## Assignment
Every entry in the data below needs to be repeated exactly.

## Provided data
'''

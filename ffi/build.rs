use std::env;
use std::path::PathBuf;

fn main() {
    let crate_dir = PathBuf::from(env::var("CARGO_MANIFEST_DIR").unwrap_or_else(|_| ".".to_string()));
    let header = crate_dir.join("include").join("pokedex_ffi.h");

    println!("cargo:rerun-if-changed=src/lib.rs");
    println!("cargo:rerun-if-changed=src/types.rs");

    match cbindgen::Builder::new()
        .with_crate(&crate_dir)
        .with_language(cbindgen::Language::C)
        .with_include_guard("POKEDEX_FFI_H")
        .with_documentation(true)
        .generate()
    {
        Ok(bindings) => {
            if let Some(dir) = header.parent() {
                let _ = std::fs::create_dir_all(dir);
            }
            bindings.write_to_file(header);
        }
        // A header is a convenience for hosts; never fail the library build over it.
        Err(err) => println!("cargo:warning=could not generate C header: {err}"),
    }
}
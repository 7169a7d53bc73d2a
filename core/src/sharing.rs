//! Lifecycle-scoped sharing of a derived state stream.
//!
//! # Design
//! A [`SharedState`] owns an output `watch` channel and a producer factory.
//! The producer runs only while someone observes it:
//! - the first [`Subscription`] starts it;
//! - when the last subscription drops, a stop timer of `stop_timeout` starts;
//! - a subscription arriving before the timer fires cancels it and keeps the
//!   running producer;
//! - when the timer fires the producer is aborted and the output is reset to
//!   the initial value, so the next observer starts from scratch.
//!
//! Dropping the `SharedState` itself stops the producer immediately.

use std::future::Future;
use std::pin::Pin;
use std::sync::{Arc, Mutex, Weak};
use std::time::Duration;

use tokio::runtime::Handle;
use tokio::sync::watch;
use tokio::task::AbortHandle;
use tracing::debug;

use crate::scope::lock;

type ProducerFuture = Pin<Box<dyn Future<Output = ()> + Send>>;
type ProducerFactory<S> = Box<dyn Fn(watch::Sender<S>) -> ProducerFuture + Send + Sync>;

pub struct SharedState<S> {
    shared: Arc<Shared<S>>,
}

struct Shared<S> {
    output: watch::Sender<S>,
    initial: S,
    stop_timeout: Duration,
    runtime: Handle,
    start: ProducerFactory<S>,
    slot: Mutex<Slot>,
}

#[derive(Default)]
struct Slot {
    observers: usize,
    producer: Option<AbortHandle>,
    stop_timer: Option<AbortHandle>,
}

impl<S> SharedState<S>
where
    S: Clone + Send + Sync + 'static,
{
    /// `start` is called with a handle to the output each time the producer
    /// (re)starts; the future it returns is the producer.
    pub fn new<F, Fut>(runtime: Handle, initial: S, stop_timeout: Duration, start: F) -> Self
    where
        F: Fn(watch::Sender<S>) -> Fut + Send + Sync + 'static,
        Fut: Future<Output = ()> + Send + 'static,
    {
        let (output, _) = watch::channel(initial.clone());
        let start: ProducerFactory<S> = Box::new(move |sender| Box::pin(start(sender)));
        Self {
            shared: Arc::new(Shared {
                output,
                initial,
                stop_timeout,
                runtime,
                start,
                slot: Mutex::new(Slot::default()),
            }),
        }
    }

    /// Latest value; the initial value while nobody observes.
    pub fn value(&self) -> S {
        self.shared.output.borrow().clone()
    }

    pub fn is_active(&self) -> bool {
        lock(&self.shared.slot)
            .producer
            .as_ref()
            .is_some_and(|producer| !producer.is_finished())
    }

    pub fn subscribe(&self) -> Subscription<S> {
        let receiver = self.shared.output.subscribe();
        let mut slot = lock(&self.shared.slot);
        slot.observers += 1;
        if let Some(timer) = slot.stop_timer.take() {
            timer.abort();
        }
        let running = slot
            .producer
            .as_ref()
            .is_some_and(|producer| !producer.is_finished());
        if !running {
            debug!("starting shared state producer");
            let producer = (self.shared.start)(self.shared.output.clone());
            slot.producer = Some(self.shared.runtime.spawn(producer).abort_handle());
        }
        Subscription {
            receiver,
            shared: Arc::clone(&self.shared),
        }
    }
}

impl<S> Drop for SharedState<S> {
    fn drop(&mut self) {
        let mut slot = lock(&self.shared.slot);
        if let Some(timer) = slot.stop_timer.take() {
            timer.abort();
        }
        if let Some(producer) = slot.producer.take() {
            producer.abort();
        }
    }
}

impl<S> Shared<S>
where
    S: Clone,
{
    fn stop_if_idle(&self) {
        let mut slot = lock(&self.slot);
        if slot.observers > 0 {
            return;
        }
        slot.stop_timer = None;
        if let Some(producer) = slot.producer.take() {
            debug!("stopping idle shared state producer");
            producer.abort();
        }
        self.output.send_replace(self.initial.clone());
    }
}

/// An attached observer. Dropping it detaches.
pub struct Subscription<S: Clone + Send + Sync + 'static> {
    receiver: watch::Receiver<S>,
    shared: Arc<Shared<S>>,
}

impl<S> Subscription<S>
where
    S: Clone + Send + Sync + 'static,
{
    pub fn current(&self) -> S {
        self.receiver.borrow().clone()
    }

    /// Wait for the next published value. Returns `false` once the stream
    /// has ended.
    pub async fn changed(&mut self) -> bool {
        self.receiver.changed().await.is_ok()
    }

    /// Wait until the current value satisfies `predicate`.
    pub async fn wait_for(&mut self, predicate: impl FnMut(&S) -> bool) -> Option<S> {
        self.receiver
            .wait_for(predicate)
            .await
            .ok()
            .map(|value| (*value).clone())
    }
}

impl<S: Clone + Send + Sync + 'static> Drop for Subscription<S> {
    fn drop(&mut self) {
        let mut slot = lock(&self.shared.slot);
        slot.observers = slot.observers.saturating_sub(1);
        if slot.observers > 0 || slot.producer.is_none() {
            return;
        }
        let shared: Weak<Shared<S>> = Arc::downgrade(&self.shared);
        let stop_timeout = self.shared.stop_timeout;
        let timer = self.shared.runtime.spawn(async move {
            tokio::time::sleep(stop_timeout).await;
            if let Some(shared) = shared.upgrade() {
                shared.stop_if_idle();
            }
        });
        slot.stop_timer = Some(timer.abort_handle());
    }
}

'''

## Written reply
filename ffi/build.rs
use std::env;
use std::path::PathBuf;

fn main() {
    let crate_dir = PathBuf::from(env::var("CARGO_MANIFEST_DIR").unwrap_or_else(|_| ".".to_string()));
    let header = crate_dir.join("include").join("pokedex_ffi.h");

    println!("cargo:rerun-if-changed=src/lib.rs");
    println!("cargo:rerun-if-changed=src/types.rs");

    match cbindgen::Builder::new()
        .with_crate(&crate_dir)
        .with_language(cbindgen::Language::C)
        .with_include_guard("POKEDEX_FFI_H")
        .with_documentation(true)
        .generate()
    {
        Ok(bindings) => {
            if let Some(dir) = header.parent() {
                let _ = std::fs::create_dir_all(dir);
            }
            bindings.write_to_file(header);
        }
        // A header is a convenience for hosts; never fail the library build over it.
        Err(err) => println!("cargo:warning=could not generate C header: {err}"),
    }
}
repository 7169a7d53bc73d2a
filename core/src/sharing.rs
//! Lifecycle-scoped sharing of a derived state stream.
//!
//! # Design
//! A [`SharedState`] owns an output `watch` channel and a producer factory.
//! The producer runs only while someone observes it:
//! - the first [`Subscription`] starts it;
//! - when the last subscription drops, a stop timer of `stop_timeout` starts;
//! - a subscription arriving before the timer fires cancels it and keeps the
//!   running producer;
//! - when the timer fires the producer is aborted and the output is reset to
//!   the initial value, so the next observer starts from scratch.
//!
//! Dropping the `SharedState` itself stops the producer immediately.

use std::future::Future;
use std::pin::Pin;
use std::sync::{Arc, Mutex, Weak};
use std::time::Duration;

use tokio::runtime::Handle;
use tokio::sync::watch;
use tokio::task::AbortHandle;
use tracing::debug;

use crate::scope::lock;

type ProducerFuture = Pin<Box<dyn Future<Output = ()> + Send>>;
type ProducerFactory<S> = Box<dyn Fn(watch::Sender<S>) -> ProducerFuture + Send + Sync>;

pub struct SharedState<S> {
    shared: Arc<Shared<S>>,
}

struct Shared<S> {
    output: watch::Sender<S>,
    initial: S,
    stop_timeout: Duration,
    runtime: Handle,
    start: ProducerFactory<S>,
    slot: Mutex<Slot>,
}

#[derive(Default)]
struct Slot {
    observers: usize,
    producer: Option<AbortHandle>,
    stop_timer: Option<AbortHandle>,
}

impl<S> SharedState<S>
where
    S: Clone + Send + Sync + 'static,
{
    /// `start` is called with a handle to the output each time the producer
    /// (re)starts; the future it returns is the producer.
    pub fn new<F, Fut>(runtime: Handle, initial: S, stop_timeout: Duration, start: F) -> Self
    where
        F: Fn(watch::Sender<S>) -> Fut + Send + Sync + 'static,
        Fut: Future<Output = ()> + Send + 'static,
    {
        let (output, _) = watch::channel(initial.clone());
        let start: ProducerFactory<S> = Box::new(move |sender| Box::pin(start(sender)));
        Self {
            shared: Arc::new(Shared {
                output,
                initial,
                stop_timeout,
                runtime,
                start,
                slot: Mutex::new(Slot::default()),
            }),
        }
    }

    /// Latest value; the initial value while nobody observes.
    pub fn value(&self) -> S {
        self.shared.output.borrow().clone()
    }

    pub fn is_active(&self) -> bool {
        lock(&self.shared.slot)
            .producer
            .as_ref()
            .is_some_and(|producer| !producer.is_finished())
    }

    pub fn subscribe(&self) -> Subscription<S> {
        let receiver = self.shared.output.subscribe();
        let mut slot = lock(&self.shared.slot);
        slot.observers += 1;
        if let Some(timer) = slot.stop_timer.take() {
            timer.abort();
        }
        let running = slot
            .producer
            .as_ref()
            .is_some_and(|producer| !producer.is_finished());
        if !running {
            debug!("starting shared state producer");
            let producer = (self.shared.start)(self.shared.output.clone());
            slot.producer = Some(self.shared.runtime.spawn(producer).abort_handle());
        }
        Subscription {
            receiver,
            shared: Arc::clone(&self.shared),
        }
    }
}

impl<S> Drop for SharedState<S> {
    fn drop(&mut self) {
        let mut slot = lock(&self.shared.slot);
        if let Some(timer) = slot.stop_timer.take() {
            timer.abort();
        }
        if let Some(producer) = slot.producer.take() {
            producer.abort();
        }
    }
}

impl<S> Shared<S>
where
    S: Clone,
{
    fn stop_if_idle(&self) {
        let mut slot = lock(&self.slot);
        if slot.observers > 0 {
            return;
        }
        slot.stop_timer = None;
        if let Some(producer) = slot.producer.take() {
            debug!("stopping idle shared state producer");
            producer.abort();
        }
        self.output.send_replace(self.initial.clone());
    }
}

/// An attached observer. Dropping it detaches.
pub struct Subscription<S: Clone + Send + Sync + 'static> {
    receiver: watch::Receiver<S>,
    shared: Arc<Shared<S>>,
}

impl<S> Subscription<S>
where
    S: Clone + Send + Sync + 'static,
{
    pub fn current(&self) -> S {
        self.receiver.borrow().clone()
    }

    /// Wait for the next published value. Returns `false` once the stream
    /// has ended.
    pub async fn changed(&mut self) -> bool {
        self.receiver.changed().await.is_ok()
    }

    /// Wait until the current value satisfies `predicate`.
    pub async fn wait_for(&mut self, predicate: impl FnMut(&S) -> bool) -> Option<S> {
        self.receiver
            .wait_for(predicate)
            .await
            .ok()
            .map(|value| (*value).clone())
    }
}

impl<S: Clone + Send + Sync + 'static> Drop for Subscription<S> {
    fn drop(&mut self) {
        let mut slot = lock(&self.shared.slot);
        slot.observers = slot.observers.saturating_sub(1);
        if slot.observers > 0 || slot.producer.is_none() {
            return;
        }
        let shared: Weak<Shared<S>> = Arc::downgrade(&self.shared);
        let stop_timeout = self.shared.stop_timeout;
        let timer = self.shared.runtime.spawn(async move {
            tokio::time::sleep(stop_timeout).await;
            if let Some(shared) = shared.upgrade() {
                shared.stop_if_idle();
            }
        });
        slot.stop_timer = Some(timer.abort_handle());
    }
}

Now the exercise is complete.